**ACTION ITEM**. If a line in the data has the string "Deserialize", please show it.

*** ENTRIES SHOWN

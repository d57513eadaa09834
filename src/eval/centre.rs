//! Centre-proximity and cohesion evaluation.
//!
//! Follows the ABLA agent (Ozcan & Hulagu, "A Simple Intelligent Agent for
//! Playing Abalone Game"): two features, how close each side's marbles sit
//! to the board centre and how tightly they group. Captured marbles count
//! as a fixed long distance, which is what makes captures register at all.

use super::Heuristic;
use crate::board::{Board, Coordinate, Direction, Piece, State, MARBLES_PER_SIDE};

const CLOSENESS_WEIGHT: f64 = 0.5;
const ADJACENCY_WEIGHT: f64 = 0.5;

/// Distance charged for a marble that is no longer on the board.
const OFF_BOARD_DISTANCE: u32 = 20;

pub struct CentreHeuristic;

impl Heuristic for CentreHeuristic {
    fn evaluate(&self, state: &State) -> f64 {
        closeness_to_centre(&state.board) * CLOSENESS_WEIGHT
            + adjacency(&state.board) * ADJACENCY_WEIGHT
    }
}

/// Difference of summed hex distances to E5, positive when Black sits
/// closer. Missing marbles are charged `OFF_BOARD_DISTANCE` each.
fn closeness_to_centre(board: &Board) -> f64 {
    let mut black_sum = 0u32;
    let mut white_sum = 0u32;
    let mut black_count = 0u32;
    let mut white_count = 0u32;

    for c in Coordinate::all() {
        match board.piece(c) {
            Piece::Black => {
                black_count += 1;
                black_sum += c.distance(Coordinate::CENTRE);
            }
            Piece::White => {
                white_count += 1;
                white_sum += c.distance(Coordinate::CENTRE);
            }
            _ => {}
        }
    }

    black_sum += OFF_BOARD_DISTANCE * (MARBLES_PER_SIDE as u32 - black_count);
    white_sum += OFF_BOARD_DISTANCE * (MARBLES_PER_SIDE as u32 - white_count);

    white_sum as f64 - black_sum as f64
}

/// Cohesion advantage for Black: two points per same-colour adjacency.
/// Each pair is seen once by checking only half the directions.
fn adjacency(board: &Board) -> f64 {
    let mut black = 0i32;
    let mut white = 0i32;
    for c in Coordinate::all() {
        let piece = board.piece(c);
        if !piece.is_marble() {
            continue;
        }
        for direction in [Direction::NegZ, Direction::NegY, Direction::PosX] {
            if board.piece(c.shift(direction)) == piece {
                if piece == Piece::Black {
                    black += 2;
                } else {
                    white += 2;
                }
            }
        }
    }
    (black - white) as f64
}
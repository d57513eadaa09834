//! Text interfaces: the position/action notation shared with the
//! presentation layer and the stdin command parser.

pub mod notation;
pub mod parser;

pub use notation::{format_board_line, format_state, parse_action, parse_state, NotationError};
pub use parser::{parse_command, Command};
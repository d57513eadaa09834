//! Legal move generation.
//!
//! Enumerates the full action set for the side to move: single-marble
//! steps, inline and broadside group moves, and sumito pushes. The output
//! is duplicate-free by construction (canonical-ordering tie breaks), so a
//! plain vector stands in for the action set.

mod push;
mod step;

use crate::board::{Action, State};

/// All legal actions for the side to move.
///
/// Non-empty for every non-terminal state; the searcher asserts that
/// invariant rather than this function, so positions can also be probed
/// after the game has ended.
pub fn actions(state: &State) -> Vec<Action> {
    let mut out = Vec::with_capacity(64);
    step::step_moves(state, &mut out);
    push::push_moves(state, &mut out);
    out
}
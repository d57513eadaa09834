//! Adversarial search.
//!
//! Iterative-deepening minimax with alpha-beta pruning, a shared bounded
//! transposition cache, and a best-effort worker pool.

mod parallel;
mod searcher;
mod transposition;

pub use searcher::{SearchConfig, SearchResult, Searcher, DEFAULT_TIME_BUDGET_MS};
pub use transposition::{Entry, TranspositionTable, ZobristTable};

******
*** ENTRIES SHOWN

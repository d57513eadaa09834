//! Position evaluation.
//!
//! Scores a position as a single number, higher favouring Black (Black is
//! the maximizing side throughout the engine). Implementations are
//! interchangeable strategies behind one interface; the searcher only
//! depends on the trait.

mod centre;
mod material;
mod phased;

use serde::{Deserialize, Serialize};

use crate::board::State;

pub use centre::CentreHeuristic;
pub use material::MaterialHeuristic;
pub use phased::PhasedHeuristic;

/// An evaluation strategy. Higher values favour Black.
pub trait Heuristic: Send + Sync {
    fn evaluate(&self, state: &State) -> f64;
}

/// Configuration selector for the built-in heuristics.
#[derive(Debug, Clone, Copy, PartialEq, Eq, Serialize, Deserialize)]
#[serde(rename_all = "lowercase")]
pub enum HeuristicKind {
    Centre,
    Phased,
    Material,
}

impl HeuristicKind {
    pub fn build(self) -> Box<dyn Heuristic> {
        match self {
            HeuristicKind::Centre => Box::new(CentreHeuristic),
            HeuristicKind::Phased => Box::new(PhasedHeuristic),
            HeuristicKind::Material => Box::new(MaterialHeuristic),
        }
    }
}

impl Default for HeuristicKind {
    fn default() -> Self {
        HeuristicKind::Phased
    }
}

******

**ANSWER SPACE**.
use serde::{Deserialize, Serialize};
#[derive(Debug, Clone, Copy, PartialEq, Eq, Serialize, Deserialize)]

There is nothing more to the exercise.